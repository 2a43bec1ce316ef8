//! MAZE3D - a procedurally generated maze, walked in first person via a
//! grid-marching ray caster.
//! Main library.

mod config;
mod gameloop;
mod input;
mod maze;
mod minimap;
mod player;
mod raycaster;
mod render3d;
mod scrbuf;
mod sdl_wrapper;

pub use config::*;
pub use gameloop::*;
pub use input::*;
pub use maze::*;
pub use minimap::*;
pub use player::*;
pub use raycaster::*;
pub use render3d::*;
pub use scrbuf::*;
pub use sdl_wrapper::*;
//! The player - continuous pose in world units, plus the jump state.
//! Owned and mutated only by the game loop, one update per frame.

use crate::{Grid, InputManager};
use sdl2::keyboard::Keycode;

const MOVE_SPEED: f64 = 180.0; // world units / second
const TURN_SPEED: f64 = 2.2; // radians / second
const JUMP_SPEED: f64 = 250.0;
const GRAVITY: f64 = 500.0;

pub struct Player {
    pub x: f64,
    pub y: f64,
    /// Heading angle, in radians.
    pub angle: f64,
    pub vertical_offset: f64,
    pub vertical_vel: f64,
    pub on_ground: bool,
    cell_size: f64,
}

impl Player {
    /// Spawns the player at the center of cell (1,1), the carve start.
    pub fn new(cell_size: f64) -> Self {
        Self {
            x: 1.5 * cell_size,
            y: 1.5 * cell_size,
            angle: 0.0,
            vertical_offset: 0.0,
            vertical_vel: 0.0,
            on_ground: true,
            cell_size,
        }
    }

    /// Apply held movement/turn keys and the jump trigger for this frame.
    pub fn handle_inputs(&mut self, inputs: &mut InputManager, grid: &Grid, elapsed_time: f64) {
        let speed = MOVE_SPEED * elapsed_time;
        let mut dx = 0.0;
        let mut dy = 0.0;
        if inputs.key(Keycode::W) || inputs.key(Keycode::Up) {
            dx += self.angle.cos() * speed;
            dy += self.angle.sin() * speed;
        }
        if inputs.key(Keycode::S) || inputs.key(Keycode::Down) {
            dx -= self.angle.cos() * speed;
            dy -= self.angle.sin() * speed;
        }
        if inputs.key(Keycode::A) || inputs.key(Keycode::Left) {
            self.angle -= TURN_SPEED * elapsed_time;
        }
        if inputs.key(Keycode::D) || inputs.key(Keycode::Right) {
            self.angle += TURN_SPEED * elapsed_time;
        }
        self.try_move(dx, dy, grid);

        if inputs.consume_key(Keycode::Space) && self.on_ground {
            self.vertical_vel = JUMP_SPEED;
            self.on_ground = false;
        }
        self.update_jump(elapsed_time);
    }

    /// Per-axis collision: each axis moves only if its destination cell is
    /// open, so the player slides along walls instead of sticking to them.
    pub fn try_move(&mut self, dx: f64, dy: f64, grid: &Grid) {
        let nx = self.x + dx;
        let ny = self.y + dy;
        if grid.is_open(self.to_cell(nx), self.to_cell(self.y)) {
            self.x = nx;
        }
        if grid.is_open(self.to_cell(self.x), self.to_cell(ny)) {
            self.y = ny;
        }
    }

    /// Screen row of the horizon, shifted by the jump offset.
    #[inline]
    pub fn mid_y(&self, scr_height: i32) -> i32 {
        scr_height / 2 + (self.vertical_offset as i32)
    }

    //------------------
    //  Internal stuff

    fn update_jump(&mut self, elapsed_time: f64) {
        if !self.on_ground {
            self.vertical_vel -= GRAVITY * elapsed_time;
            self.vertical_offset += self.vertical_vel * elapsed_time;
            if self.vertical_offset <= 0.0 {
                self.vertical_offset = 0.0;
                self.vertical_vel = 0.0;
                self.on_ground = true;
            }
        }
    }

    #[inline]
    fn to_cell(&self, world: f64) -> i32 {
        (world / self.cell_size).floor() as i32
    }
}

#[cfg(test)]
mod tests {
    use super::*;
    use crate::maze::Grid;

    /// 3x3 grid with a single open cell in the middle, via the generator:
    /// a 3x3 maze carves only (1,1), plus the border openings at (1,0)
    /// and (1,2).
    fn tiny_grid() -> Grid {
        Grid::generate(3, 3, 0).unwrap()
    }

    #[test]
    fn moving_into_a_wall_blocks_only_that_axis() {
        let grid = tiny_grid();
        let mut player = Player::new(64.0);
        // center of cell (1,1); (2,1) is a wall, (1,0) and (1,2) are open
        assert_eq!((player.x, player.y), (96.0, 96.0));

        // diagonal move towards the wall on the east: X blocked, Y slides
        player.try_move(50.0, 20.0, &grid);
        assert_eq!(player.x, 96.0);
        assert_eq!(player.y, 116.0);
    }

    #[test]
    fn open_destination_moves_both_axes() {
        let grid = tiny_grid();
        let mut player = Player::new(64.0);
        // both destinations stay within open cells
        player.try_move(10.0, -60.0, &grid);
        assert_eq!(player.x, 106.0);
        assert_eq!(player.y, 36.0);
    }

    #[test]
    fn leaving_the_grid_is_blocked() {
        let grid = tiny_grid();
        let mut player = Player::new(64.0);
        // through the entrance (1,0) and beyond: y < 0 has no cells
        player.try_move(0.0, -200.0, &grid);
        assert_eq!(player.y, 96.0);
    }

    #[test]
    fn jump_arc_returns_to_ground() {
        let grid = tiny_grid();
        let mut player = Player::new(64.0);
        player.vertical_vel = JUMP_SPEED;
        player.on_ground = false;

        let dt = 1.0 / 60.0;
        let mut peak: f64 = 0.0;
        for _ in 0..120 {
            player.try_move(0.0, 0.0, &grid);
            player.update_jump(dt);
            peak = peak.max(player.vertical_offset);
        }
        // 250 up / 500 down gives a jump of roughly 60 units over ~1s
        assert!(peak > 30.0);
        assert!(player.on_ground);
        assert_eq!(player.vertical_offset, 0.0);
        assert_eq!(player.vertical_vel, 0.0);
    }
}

» **WHAT IS REQUIRED**
Restate the data verbatim through the "pub use raycaster::*;" line.

» **RESPONSE TO THIS EXERCISE**
repository 2a43bec1ce316ef8
//! MAZE3D - a procedurally generated maze, walked in first person via a
//! grid-marching ray caster.
//! Main library.

mod config;
mod gameloop;
mod input;
mod maze;
mod minimap;
mod player;
mod raycaster;
mod render3d;
mod scrbuf;
mod sdl_wrapper;

pub use config::*;
pub use gameloop::*;
pub use input::*;
pub use maze::*;
pub use minimap::*;
pub use player::*;
pub use raycaster::*;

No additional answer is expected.